今ではそれとは逆に、民生の精密技術を利用して兵器開発が行われることも多くなっており、ミリテクの重要性は以前ほど大きいというわけでも無い。
(幾つかの日本製電気製品が特定国への持ち出しを禁じているのは、仮想敵国による軍事転用を防止するためである。)

しかしながら、いくら民生技術が向上しようとも、実戦経験を基にした技術開発は難しい。

日本は幾つかの戦闘機についてアメリカからのライセンス生産を行っており、有事の際には部品調達に支障無いようにしている。また、日米共同開発のF2支援戦闘機についても、出来合いの戦闘機を輸入するよりはるかに割高ながらも、日本の技術を育てる目的のために実行されたと言われる。

そうは言っても、ジェットエンジンやアビオニクス(航空電子)については国内での開発は実現していない。ユニットをそのままアメリカから輸入して組み込んでいる。

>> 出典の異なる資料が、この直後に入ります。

use crate::config::Config;
use crate::error::AppError;
use crate::types::{CallRecord, Role, TranscriptTurn};
use crate::vapi_types::{VapiCall, VapiMessage, VapiRole, VapiTranscript};

use async_trait::async_trait;
use reqwest::StatusCode;
use serde::de::DeserializeOwned;
use tracing::{debug, error};

/// Source of call metadata and transcripts.
#[cfg_attr(test, mockall::automock)]
#[async_trait]
pub trait CallDataClient: Send + Sync {
    async fn fetch(&self, call_id: &str) -> Result<CallRecord, AppError>;
}

/// Client for the Vapi REST API.
pub struct VapiClient {
    http_client: reqwest::Client,
    base_url: String,
    api_key: String,
}

impl VapiClient {
    pub fn new(http_client: reqwest::Client, config: &Config) -> Self {
        Self {
            http_client,
            base_url: config.vapi_base_url.clone(),
            api_key: config.vapi_api_key.clone(),
        }
    }

    async fn get_json<T: DeserializeOwned>(&self, path: &str, call_id: &str) -> Result<T, AppError> {
        let url = format!("{}{}", self.base_url, path);
        let resp = self
            .http_client
            .get(&url)
            .bearer_auth(&self.api_key)
            .send()
            .await
            .map_err(|e| {
                error!(error=%e, url=%url, "failed to reach call platform");
                AppError::Transport(format!("Call platform request failed: {e}"))
            })?;

        match resp.status() {
            StatusCode::NOT_FOUND => {
                return Err(AppError::NotFound(format!("Call not found: {call_id}")));
            }
            status if !status.is_success() => {
                error!(status=%status, url=%url, "call platform returned an error");
                return Err(AppError::Transport(format!(
                    "Call platform returned {status}"
                )));
            }
            _ => {}
        }

        resp.json::<T>().await.map_err(|e| {
            error!(error=%e, url=%url, "failed to decode call platform response");
            AppError::Transport(format!("Invalid call platform response: {e}"))
        })
    }
}

#[async_trait]
impl CallDataClient for VapiClient {
    async fn fetch(&self, call_id: &str) -> Result<CallRecord, AppError> {
        let call: VapiCall = self.get_json(&format!("/call/{call_id}"), call_id).await?;
        let transcript: VapiTranscript = self
            .get_json(&format!("/call/{call_id}/transcript"), call_id)
            .await?;
        let record = into_record(call_id, call, transcript);
        debug!(call_id, turns = record.turns.len(), "fetched call record");
        Ok(record)
    }
}

fn into_record(call_id: &str, call: VapiCall, transcript: VapiTranscript) -> CallRecord {
    CallRecord {
        call_id: call.id.clone().unwrap_or_else(|| call_id.to_string()),
        phone_number: call.caller_number(),
        turns: transcript
            .into_messages()
            .into_iter()
            .filter_map(into_turn)
            .collect(),
    }
}

fn into_turn(message: VapiMessage) -> Option<TranscriptTurn> {
    let role = match message.role {
        VapiRole::Assistant => Role::Assistant,
        VapiRole::User => Role::User,
        VapiRole::Other => return None,
    };
    let text = message.message.trim();
    if text.is_empty() {
        return None;
    }
    Some(TranscriptTurn {
        role,
        text: text.to_string(),
    })
}

#[cfg(test)]
mod tests {
    use super::*;
    use crate::test_utils::test_config as config;

    #[test]
    fn maps_roles_and_drops_system_turns() {
        let transcript: VapiTranscript = serde_json::from_str(
            r#"{"messages": [
                {"role": "system", "message": "You are a recruiter."},
                {"role": "bot", "message": "Hi! What do you work on?"},
                {"role": "user", "text": " I write Python. "},
                {"role": "user", "message": ""}
            ]}"#,
        )
        .unwrap();
        let call: VapiCall =
            serde_json::from_str(r#"{"id": "abc", "customer": {"number": "+15551234567"}}"#)
                .unwrap();

        let record = into_record("abc", call, transcript);
        assert_eq!(record.phone_number.as_deref(), Some("+15551234567"));
        assert_eq!(
            record.turns,
            vec![
                TranscriptTurn {
                    role: Role::Assistant,
                    text: "Hi! What do you work on?".to_string()
                },
                TranscriptTurn {
                    role: Role::User,
                    text: "I write Python.".to_string()
                },
            ]
        );
    }

    #[test]
    fn accepts_bare_transcript_list() {
        let transcript: VapiTranscript =
            serde_json::from_str(r#"[{"role": "assistant", "message": "Hello"}]"#).unwrap();
        assert_eq!(transcript.into_messages().len(), 1);
    }

    #[test]
    fn top_level_phone_number_wins() {
        let call: VapiCall = serde_json::from_str(
            r#"{"phone_number": "+1 555 000 1111", "customer": {"number": "+15551234567"}}"#,
        )
        .unwrap();
        assert_eq!(call.caller_number().as_deref(), Some("+1 555 000 1111"));
    }

    #[tokio::test]
    async fn fetches_call_and_transcript() {
        let mut server = mockito::Server::new_async().await;
        let _call = server
            .mock("GET", "/call/abc")
            .match_header("authorization", "Bearer vapi-key")
            .with_status(200)
            .with_header("content-type", "application/json")
            .with_body(r#"{"id": "abc", "phone_number": "+15551234567"}"#)
            .create_async()
            .await;
        let _transcript = server
            .mock("GET", "/call/abc/transcript")
            .match_header("authorization", "Bearer vapi-key")
            .with_status(200)
            .with_header("content-type", "application/json")
            .with_body(r#"{"messages": [{"role": "user", "message": "I know React"}]}"#)
            .create_async()
            .await;

        let client = VapiClient::new(reqwest::Client::new(), &config(server.url()));
        let record = client.fetch("abc").await.unwrap();
        assert_eq!(record.call_id, "abc");
        assert_eq!(record.phone_number.as_deref(), Some("+15551234567"));
        assert_eq!(record.transcript_text(), "User: I know React");
    }

    #[tokio::test]
    async fn unknown_call_is_not_found() {
        let mut server = mockito::Server::new_async().await;
        let _call = server
            .mock("GET", "/call/missing")
            .with_status(404)
            .create_async()
            .await;

        let client = VapiClient::new(reqwest::Client::new(), &config(server.url()));
        let err = client.fetch("missing").await.unwrap_err();
        assert!(matches!(err, AppError::NotFound(_)));
    }

    #[tokio::test]
    async fn provider_failure_is_transport_error() {
        let mut server = mockito::Server::new_async().await;
        let _call = server
            .mock("GET", "/call/abc")
            .with_status(502)
            .create_async()
            .await;

        let client = VapiClient::new(reqwest::Client::new(), &config(server.url()));
        let err = client.fetch("abc").await.unwrap_err();
        assert!(matches!(err, AppError::Transport(_)));
    }

    #[tokio::test]
    async fn undecodable_response_is_transport_error() {
        let mut server = mockito::Server::new_async().await;
        let _call = server
            .mock("GET", "/call/abc")
            .with_status(200)
            .with_header("content-type", "text/html")
            .with_body("<html>maintenance</html>")
            .create_async()
            .await;
        let transcript = server
            .mock("GET", "/call/abc/transcript")
            .expect(0)
            .create_async()
            .await;

        let client = VapiClient::new(reqwest::Client::new(), &config(server.url()));
        let err = client.fetch("abc").await.unwrap_err();
        assert!(matches!(err, AppError::Transport(_)));
        transcript.assert_async().await;
    }
}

それらのものが国内で開発出来ない理由は幾つかあり、政治的な問題(開発が許されない)や、費用面での問題(開発資金が莫大になる)、そしてノウハウ不足(実戦経験が無い)ということが挙げられる。
特に、アビオニクスに載せるソフトウェアは、実際に戦争で血を流した経験が大きくモノを言う。

例えば、パイロットが格闘戦(ドッグファイト)を行う際、心理的な影響により火器のトリガーを引くタイミングが早過ぎることがある。それを、条件によって適切な遅延を挟んで調整しているらしい。
こういう話以外にも、もっと複雑なことを制御しているに違いないが、そのような貴重な情報はなかなか漏れて来ない。

ソフトウェアはそういったノウハウそのものである。
実戦を経験し、多くの犠牲の上で作られたものであるため、アメリカ側もソフトウェアを公開することはしない・・・。



先日、雑文にも書いたとおり我輩は撮影会に参加した。
撮影会は今回が初めてというわけではないが、それなりに細々(こまごま)とした困難に直面した。

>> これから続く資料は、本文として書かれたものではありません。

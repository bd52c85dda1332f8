use crate::error::AppError;

use base64::{engine, Engine};
use std::path::Path;

pub type HttpsConnector = hyper_rustls::HttpsConnector<hyper::client::HttpConnector>;
pub type GmailAuthenticator = yup_oauth2::authenticator::Authenticator<HttpsConnector>;

/// Encode a formatted MIME message the way the Gmail API expects its `raw` field.
pub fn b64_url_encode(raw_message: &[u8]) -> String {
    engine::general_purpose::URL_SAFE.encode(raw_message)
}

/// OAuth authenticator for an authorized-user secret (the `token.json` written by an
/// installed-app consent flow).  Refreshed tokens are persisted to `token_cache`.
pub async fn gmail_authenticator(
    credentials: &Path,
    token_cache: &Path,
) -> Result<GmailAuthenticator, AppError> {
    let conn = hyper_rustls::HttpsConnectorBuilder::new()
        .with_native_roots()
        .https_or_http()
        .enable_http2()
        .build();
    let tls_client = hyper::Client::builder().build(conn);
    let secret = yup_oauth2::read_authorized_user_secret(credentials)
        .await
        .map_err(|e| {
            AppError::Auth(format!(
                "failed to read Gmail credentials from {}: {e}",
                credentials.display()
            ))
        })?;
    yup_oauth2::AuthorizedUserAuthenticator::builder(secret)
        .hyper_client(tls_client)
        .persist_tokens_to_disk(token_cache)
        .build()
        .await
        .map_err(|e| AppError::Auth(format!("Gmail authenticator failed: {e}")))
}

事前に「このように測光し、このような光量比でストロボ光を当てて撮影しよう」と計画していたのだが、実際に撮影するとなると、様々な制約により実現困難であることを思い知った。
これは、経験でしか分からない。
(参考:雑文275「一度目の失敗」

撮影会にも様々なパターンがあり、それが撮影時の制約となる。
ある撮影会では楽に行えたことであっても、別の撮影会では難しかったり、またその逆の場合もある。

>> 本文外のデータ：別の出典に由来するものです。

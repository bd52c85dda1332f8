use crate::call_data::CallDataClient;
use crate::consts::CALL_COMPLETED_EVENT;
use crate::directory::UserDirectory;
use crate::mailer::Mailer;
use crate::skills::SkillExtractor;
use crate::summarizer::Summarizer;

use serde::Deserialize;
use std::collections::BTreeSet;
use std::fmt;
use std::sync::Arc;

/// Process-wide collaborators, built once from `Config` and shared read-only between requests.
pub struct AppState {
    pub call_data: Arc<dyn CallDataClient>,
    pub directory: Arc<dyn UserDirectory>,
    pub summarizer: Summarizer,
    pub skills: SkillExtractor,
    pub mailer: Arc<dyn Mailer>,
    pub sender_email: String,
    pub email_subject: String,
    pub webhook_secret: Option<String>,
}

/// Inbound webhook body, as sent by the call platform:
/// `{"event_type": "call.completed", "call": {"id": "..."}}`
#[derive(Deserialize, Debug, Default)]
pub struct WebhookPayload {
    #[serde(default)]
    pub event_type: Option<String>,
    #[serde(default)]
    pub call: Option<CallRef>,
}

#[derive(Deserialize, Debug, Default)]
pub struct CallRef {
    #[serde(default)]
    pub id: Option<String>,
}

#[derive(Debug, Clone, PartialEq, Eq)]
pub enum CallEventType {
    Completed,
    Other(String),
}

impl CallEventType {
    pub fn parse(raw: &str) -> Self {
        if raw == CALL_COMPLETED_EVENT {
            CallEventType::Completed
        } else {
            CallEventType::Other(raw.to_string())
        }
    }
}

impl fmt::Display for CallEventType {
    fn fmt(&self, f: &mut fmt::Formatter) -> fmt::Result {
        match self {
            CallEventType::Completed => write!(f, "{CALL_COMPLETED_EVENT}"),
            CallEventType::Other(raw) => write!(f, "{raw}"),
        }
    }
}

/// A validated completion event.
#[derive(Debug, Clone, PartialEq, Eq)]
pub struct CallEvent {
    pub event_type: CallEventType,
    pub call_id: String,
}

#[derive(Debug, Clone, Copy, PartialEq, Eq)]
pub enum Role {
    Assistant,
    User,
}

impl Role {
    pub fn label(&self) -> &'static str {
        match self {
            Role::Assistant => "AI",
            Role::User => "User",
        }
    }
}

#[derive(Debug, Clone, PartialEq, Eq)]
pub struct TranscriptTurn {
    pub role: Role,
    pub text: String,
}

#[derive(Debug, Clone, PartialEq, Eq)]
pub struct CallRecord {
    pub call_id: String,
    pub phone_number: Option<String>,
    pub turns: Vec<TranscriptTurn>,
}

impl CallRecord {
    /// One `Label: text` line per turn, in call order.
    pub fn transcript_text(&self) -> String {
        self.turns
            .iter()
            .map(|t| format!("{}: {}", t.role.label(), t.text))
            .collect::<Vec<String>>()
            .join("\n")
    }
}

#[derive(Debug, Clone, PartialEq, Eq)]
pub struct Recipient {
    pub name: String,
    pub email: String,
}

impl Recipient {
    /// Stand-in used when the directory cannot be queried.
    pub fn placeholder() -> Self {
        Self {
            name: "generic user".to_string(),
            email: "placeholder".to_string(),
        }
    }
}

#[derive(Debug, Clone, PartialEq, Eq)]
pub struct SummaryResult {
    pub summary: Resolved<String>,
    pub skills: BTreeSet<String>,
}

/// A single message, moved into the mailer and gone after one attempt.
#[derive(Debug, Clone, PartialEq, Eq)]
pub struct OutboundEmail {
    pub sender: String,
    pub recipient: String,
    pub subject: String,
    pub html_body: String,
}

#[derive(Debug, Clone, PartialEq, Eq)]
pub enum FallbackReason {
    SummarizationFailed(String),
    DirectoryUnavailable(String),
}

impl fmt::Display for FallbackReason {
    fn fmt(&self, f: &mut fmt::Formatter) -> fmt::Result {
        match self {
            FallbackReason::SummarizationFailed(e) => write!(f, "summarization failed: {e}"),
            FallbackReason::DirectoryUnavailable(e) => write!(f, "directory unavailable: {e}"),
        }
    }
}

/// A value that came either from the real collaborator or from a static stand-in.
#[derive(Debug, Clone, PartialEq, Eq)]
pub enum Resolved<T> {
    Primary(T),
    Fallback { value: T, reason: FallbackReason },
}

impl<T> Resolved<T> {
    pub fn value(&self) -> &T {
        match self {
            Resolved::Primary(value) | Resolved::Fallback { value, .. } => value,
        }
    }

    pub fn fallback_reason(&self) -> Option<&FallbackReason> {
        match self {
            Resolved::Primary(_) => None,
            Resolved::Fallback { reason, .. } => Some(reason),
        }
    }

    pub fn is_fallback(&self) -> bool {
        self.fallback_reason().is_some()
    }
}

そういった困難は、多くの場合、失敗写真として手元に残る。これらの写真は我輩に強烈な教訓を与え、次に同じ失敗をしないよう働きかけるのである。
事前の理屈がどれほど正しかろうとも、その時その場で実現出来なければ意味が無い。
これこそまさに、実戦経験と言える。

我輩は日頃、成長を続ける豚児の撮影をしているのだが、最初のうちはまだ豚児も幼虫状態であり撮影も楽だった。必要なノウハウも、"静物写真"と同じものであった。
しかし成長するに従い、"静物写真"が"動物写真"へと変わった。素早く撮影準備を整え、素早く測光するのは大変なことで、準備をしているうちにシャッターチャンスを逃すことも多い。

そんな時、撮影会に参加して慌ただしい撮影に臨み、失敗を繰り返してその解決法を試行錯誤することを始めた。
最初のうちは結果が非常に悪く(参考:雑文451「大撮影会」)、あまりのことにショックを受けたのだが、その後も撮影会に参加し続けて試行錯誤を繰り返し、何とか人並みの写真を得ることが出来るまでに改善した。

これは、我輩にとっての戦争でもあった(参考:雑文278「身近な先生」)。
女性モデルも厳選し、高い費用をかけ、短い時間に集中する。これで上手くいかねばショックが大きく、次にどうするかを真剣に考えたものだ。
これは、膨大なコストをかけた写真撮影のミリテクと言っても良かろう。

ふと見ると、その経験がいつの間にか豚児撮影にも活かされていることに気付く。豚児写真については以前よりも安定した撮影結果を残すことが出来るようになり、新しい試みにも挑戦する余裕が出来た。
撮影条件としては、寧ろ豚児撮影のほうが楽である。制限時間内で撮り切らねばならないということも無い。

ミリテクは、貴重な経験によって得られるもの。
今までの撮影会への参加は、我輩に日常撮影に転用可能な大きな技術を残した。